I-Mab and ABL Bio Inc. jointly announced that the first patient has been dosed in a phase 1 trial for bispecific antibody TJ-L14B/ABL503. The phase 1 clinical trial is an open-label, multi-center, dose-escalation and dose-expansion study to evaluate the safety, tolerability, pharmacokinetics (PK), pharmacodynamics (PD), preliminary antitumor activity, maximum tolerated dose (MTD) and/or recommended phase 2 dose (RP2D) of TJ-L14B/ABL503 in locally advanced or metastatic solid tumors (NCT04762641). Being developed jointly with ABL, TJ-L14B/ABL503 is a differentiated PD-L1-based bispecific antibody with the PD-L1 arm as the tumor-dependent T-cell activator and the 4-1BB arm as the conditional T cell activator upon tumor engagement.

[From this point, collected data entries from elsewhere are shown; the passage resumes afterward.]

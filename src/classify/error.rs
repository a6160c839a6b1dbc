// Error taxonomy for latency pattern classification
//
// Every error the classifier produces is a caller-input defect. Nothing here
// performs I/O, so there is no transient failure class and no retry story.

use thiserror::Error;

/// Errors for classification operations
#[derive(Error, Debug, Clone, PartialEq)]
pub enum ClassifyError {
    #[error("Insufficient windows: need at least {required}, got {actual}")]
    InsufficientWindows { required: usize, actual: usize },

    #[error("Invalid input: {0}")]
    InvalidInput(String),
}

impl ClassifyError {
    /// True for every variant: the caller must fix the input, not retry.
    pub fn is_invalid_input(&self) -> bool {
        matches!(
            self,
            Self::InsufficientWindows { .. } | Self::InvalidInput(_)
        )
    }
}

pub type Result<T> = std::result::Result<T, ClassifyError>;
// Known degradation patterns and their per-run scores

use serde::{Deserialize, Serialize};
use std::collections::BTreeMap;
use std::fmt;

/// Degradation pattern recognised by the rubric
#[derive(Debug, Clone, Copy, PartialEq, Eq, PartialOrd, Ord, Hash, Serialize, Deserialize)]
#[serde(rename_all = "SCREAMING_SNAKE_CASE")]
pub enum Pattern {
    /// Gradual, sustained rise in mean and p95
    SlowDrift,
    /// Variability multiplies while the mean stays put
    VarianceExplosion,
    /// p95 worsens while mean and variability stay stable
    TailOnlyDegradation,
}

impl Pattern {
    /// Tie-break order for equal scores, highest priority first.
    ///
    /// A new pattern needs a position here and a rubric entry; the resolver
    /// has no pattern-specific logic.
    pub const PRIORITY: [Pattern; 3] = [
        Pattern::SlowDrift,
        Pattern::VarianceExplosion,
        Pattern::TailOnlyDegradation,
    ];

    /// Position in [`Pattern::PRIORITY`] (0 = wins ties)
    pub fn priority_rank(self) -> usize {
        Self::PRIORITY
            .iter()
            .position(|p| *p == self)
            .unwrap_or(Self::PRIORITY.len())
    }

    pub fn as_str(self) -> &'static str {
        match self {
            Self::SlowDrift => "SLOW_DRIFT",
            Self::VarianceExplosion => "VARIANCE_EXPLOSION",
            Self::TailOnlyDegradation => "TAIL_ONLY_DEGRADATION",
        }
    }
}

impl fmt::Display for Pattern {
    fn fmt(&self, f: &mut fmt::Formatter<'_>) -> fmt::Result {
        f.write_str(self.as_str())
    }
}

/// Integer score per pattern for one classification run
///
/// Scores are unnormalised: they are only comparable within a single run.
#[derive(Debug, Clone, Default, PartialEq, Eq, Serialize, Deserialize)]
#[serde(transparent)]
pub struct PatternScores(BTreeMap<Pattern, u32>);

impl PatternScores {
    pub fn new() -> Self {
        Self::default()
    }

    pub fn insert(&mut self, pattern: Pattern, score: u32) {
        self.0.insert(pattern, score);
    }

    pub fn get(&self, pattern: Pattern) -> Option<u32> {
        self.0.get(&pattern).copied()
    }

    pub fn len(&self) -> usize {
        self.0.len()
    }

    pub fn is_empty(&self) -> bool {
        self.0.is_empty()
    }

    pub fn iter(&self) -> impl Iterator<Item = (Pattern, u32)> + '_ {
        self.0.iter().map(|(p, s)| (*p, *s))
    }
}

impl FromIterator<(Pattern, u32)> for PatternScores {
    fn from_iter<I: IntoIterator<Item = (Pattern, u32)>>(iter: I) -> Self {
        Self(iter.into_iter().collect())
    }
}
// Scenario tests for the full extract → score → resolve pipeline
//
// Fixtures are fixed window statistics shaped like each degradation
// pattern; nothing here depends on random sampling.

use super::*;

fn windows(means: &[f64], stds: &[f64], p95s: &[f64]) -> Vec<WindowStats> {
    means
        .iter()
        .zip(stds)
        .zip(p95s)
        .map(|((&mean, &std), &p95)| WindowStats::new(mean, std, p95))
        .collect()
}

fn score_of(result: &ClassificationResult, pattern: Pattern) -> u32 {
    result
        .ranking
        .iter()
        .find(|r| r.pattern == pattern)
        .map(|r| r.score)
        .unwrap()
}

/// Mean climbs 3ms per window, std stays flat, p95 climbs steadily
#[test]
fn test_slow_drift_high_confidence() {
    let run = windows(
        &[30.0, 33.0, 36.0, 39.0],
        &[1.1, 1.1, 1.1, 1.1],
        &[48.0, 49.5, 51.0, 52.5],
    );

    let features = extract(&run).unwrap();
    assert!(features.mean_trend_up);
    assert!(features.p95_trend_up);
    assert!((features.std_growth - 1.0).abs() < 1e-12);

    let result = classify(&run).unwrap();
    assert_eq!(result.label, Label::SlowDrift);
    assert_eq!(result.confidence, Confidence::High);
    assert_eq!(score_of(&result, Pattern::SlowDrift), 9);
    assert!(result.gap() >= 3);
}

/// When p95 rises as much as the mean, the tail rubric also scores well and
/// the drift call drops to MEDIUM.
#[test]
fn test_drift_with_proportional_tail_rise_is_medium() {
    let run = windows(
        &[30.0, 33.0, 36.0, 39.0],
        &[1.1, 1.1, 1.1, 1.1],
        &[35.0, 38.0, 41.0, 44.0],
    );

    let result = classify(&run).unwrap();
    assert_eq!(result.label, Label::SlowDrift);
    assert_eq!(result.confidence, Confidence::Medium);
    assert_eq!(score_of(&result, Pattern::SlowDrift), 9);
    assert_eq!(score_of(&result, Pattern::TailOnlyDegradation), 7);
}

/// Flat mean, std doubling every window
#[test]
fn test_variance_explosion_high_confidence() {
    let run = windows(
        &[40.0, 39.2, 40.5, 39.8],
        &[1.0, 2.0, 4.0, 8.0],
        &[42.0, 49.0, 45.5, 56.0],
    );

    let features = extract(&run).unwrap();
    assert_eq!(features.std_growth, 8.0);
    assert!(!features.mean_trend_up);
    assert!(features.mean_delta < 3.5);
    assert!(features.p95_delta >= 3.0);

    let result = classify(&run).unwrap();
    assert_eq!(result.label, Label::VarianceExplosion);
    assert_eq!(result.confidence, Confidence::High);
    assert_eq!(score_of(&result, Pattern::VarianceExplosion), 9);
}

/// Mean and std steady, p95 pulling away
#[test]
fn test_tail_only_high_confidence() {
    let run = windows(
        &[40.0, 40.6, 40.1, 40.4],
        &[1.2, 1.3, 1.25, 1.35],
        &[45.0, 48.0, 52.0, 57.0],
    );

    let features = extract(&run).unwrap();
    assert!(features.mean_delta < 3.0);
    assert!(features.std_delta < 3.0);
    assert!(features.p95_delta >= 5.0);
    assert!(features.p95_trend_up);

    let result = classify(&run).unwrap();
    assert_eq!(result.label, Label::TailOnlyDegradation);
    assert_eq!(result.confidence, Confidence::High);
    assert_eq!(score_of(&result, Pattern::TailOnlyDegradation), 9);
}

/// Drift and variance explosion both score 5
#[test]
fn test_ambiguous_mixed_transition() {
    let run = windows(
        &[40.0, 40.5, 41.0, 41.5],
        &[10.0, 11.0, 12.0, 13.2],
        &[60.0, 64.0, 61.0, 63.0],
    );

    let result = classify(&run).unwrap();
    assert_eq!(score_of(&result, Pattern::SlowDrift), 5);
    assert_eq!(score_of(&result, Pattern::VarianceExplosion), 5);
    assert_eq!(result.gap(), 0);
    assert_eq!(result.label, Label::MixedTransition);
    assert_eq!(result.confidence, Confidence::Low);

    // Equal scores: drift outranks variance by priority
    assert_eq!(result.ranking[0].pattern, Pattern::SlowDrift);
    assert_eq!(result.ranking[1].pattern, Pattern::VarianceExplosion);
}

/// Nothing moves enough to support any pattern
#[test]
fn test_flat_uncertain() {
    let run = windows(
        &[40.0, 39.5, 39.0, 38.5],
        &[1.0, 1.0, 1.0, 1.0],
        &[45.0, 44.3, 43.6, 42.9],
    );

    let features = extract(&run).unwrap();
    assert!(!features.mean_trend_up);
    assert!(!features.p95_trend_up);

    let result = classify(&run).unwrap();
    assert!(result.ranking.iter().all(|r| r.score <= 4));
    assert_eq!(result.label, Label::Uncertain);
    assert_eq!(result.confidence, Confidence::Low);
}

#[test]
fn test_score_then_resolve_is_deterministic() {
    let run = windows(
        &[40.0, 40.5, 41.0, 41.5],
        &[10.0, 11.0, 12.0, 13.2],
        &[60.0, 64.0, 61.0, 63.0],
    );
    let features = extract(&run).unwrap();

    let first = resolve(&score(&features)).unwrap();
    let second = resolve(&score(&features)).unwrap();
    assert_eq!(first, second);
    assert_eq!(
        serde_json::to_string(&first).unwrap(),
        serde_json::to_string(&second).unwrap()
    );
}

#[test]
fn test_zero_variance_first_window_classifies() {
    let run = windows(&[20.0, 20.0, 20.0], &[0.0, 0.0, 0.0], &[20.0, 20.0, 20.0]);

    let analysis = analyze(&run).unwrap();
    assert_eq!(analysis.features.std_growth, 0.0);
    assert_eq!(analysis.result.ranking.len(), 3);
}

#[test]
fn test_analyze_agrees_with_classify() {
    let run = windows(
        &[40.0, 40.6, 40.1, 40.4],
        &[1.2, 1.3, 1.25, 1.35],
        &[45.0, 48.0, 52.0, 57.0],
    );

    let analysis = analyze(&run).unwrap();
    assert_eq!(analysis.result, classify(&run).unwrap());

    let tail = analysis
        .evidence
        .iter()
        .find(|e| e.pattern == Pattern::TailOnlyDegradation)
        .unwrap();
    assert_eq!(tail.fired.len(), 4);
}

#[test]
fn test_single_window_rejected() {
    let err = classify(&[WindowStats::new(30.0, 1.0, 35.0)]).unwrap_err();
    assert!(err.is_invalid_input());
}
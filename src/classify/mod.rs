// Latency degradation pattern classification
//
// Three pure stages over pre-aggregated window statistics:
//
//   extract  ordered WindowStats  → FeatureSet      (trend/stability features)
//   score    FeatureSet           → PatternScores   (fixed additive rubric)
//   resolve  PatternScores        → ClassificationResult (label + confidence)
//
// No stage keeps state between calls, so runs may execute concurrently
// without coordination. A host classifying a sliding window of live stats
// treats every invocation as an independent ordered batch.

mod error;
mod features;
mod pattern;
mod resolver;
mod rubric;
mod window;

pub use error::{ClassifyError, Result};
pub use features::{
    extract, is_monotonic_increasing, FeatureSet, MEAN_SLACK, MIN_WINDOWS, P95_SLACK,
    STD_EPSILON,
};
pub use pattern::{Pattern, PatternScores};
pub use resolver::{rank, resolve, ClassificationResult, Confidence, Label, RankedPattern};
pub use rubric::{
    rubric_for, score, score_with_evidence, Check, FiredCheck, PatternEvidence, Rubric, Rule,
    RUBRICS,
};
pub use window::WindowStats;

use serde::Serialize;

/// Everything one classification run derived, for auditing and reporting
#[derive(Debug, Clone, PartialEq, Serialize)]
pub struct Analysis {
    pub features: FeatureSet,
    pub evidence: Vec<PatternEvidence>,
    pub result: ClassificationResult,
}

/// Run extract → score → resolve over an ordered run of windows
///
/// # Example
/// ```
/// use iris::classify::{classify, Confidence, Label, WindowStats};
///
/// let windows = [
///     WindowStats::new(30.0, 1.1, 48.0),
///     WindowStats::new(33.0, 1.1, 49.5),
///     WindowStats::new(36.0, 1.1, 51.0),
///     WindowStats::new(39.0, 1.1, 52.5),
/// ];
///
/// let result = classify(&windows).unwrap();
/// assert_eq!(result.label, Label::SlowDrift);
/// assert_eq!(result.confidence, Confidence::High);
/// ```
pub fn classify(windows: &[WindowStats]) -> Result<ClassificationResult> {
    let features = extract(windows)?;
    resolve(&score(&features))
}

/// Like [`classify`], but also returns the features and rubric evidence
pub fn analyze(windows: &[WindowStats]) -> Result<Analysis> {
    let features = extract(windows)?;
    let evidence = score_with_evidence(&features);
    let scores: PatternScores = evidence.iter().map(|e| (e.pattern, e.score)).collect();
    let result = resolve(&scores)?;

    tracing::info!(
        windows = windows.len(),
        label = %result.label,
        confidence = %result.confidence,
        "classified latency windows"
    );

    Ok(Analysis {
        features,
        evidence,
        result,
    })
}

#[cfg(test)]
mod tests;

Using ABL's ‘Grabody-T' bispecific antibody platform technology, TJ-L14B/ABL503 stimulates 4-1BB activation only in the presence of PD-L1 expressing tumor cells to minimize the risk of off-tumor toxicity. Preclinical studies have demonstrated that the bispecific antibody shows better anti-tumor activity than equimolar doses of single agents alone or in combination.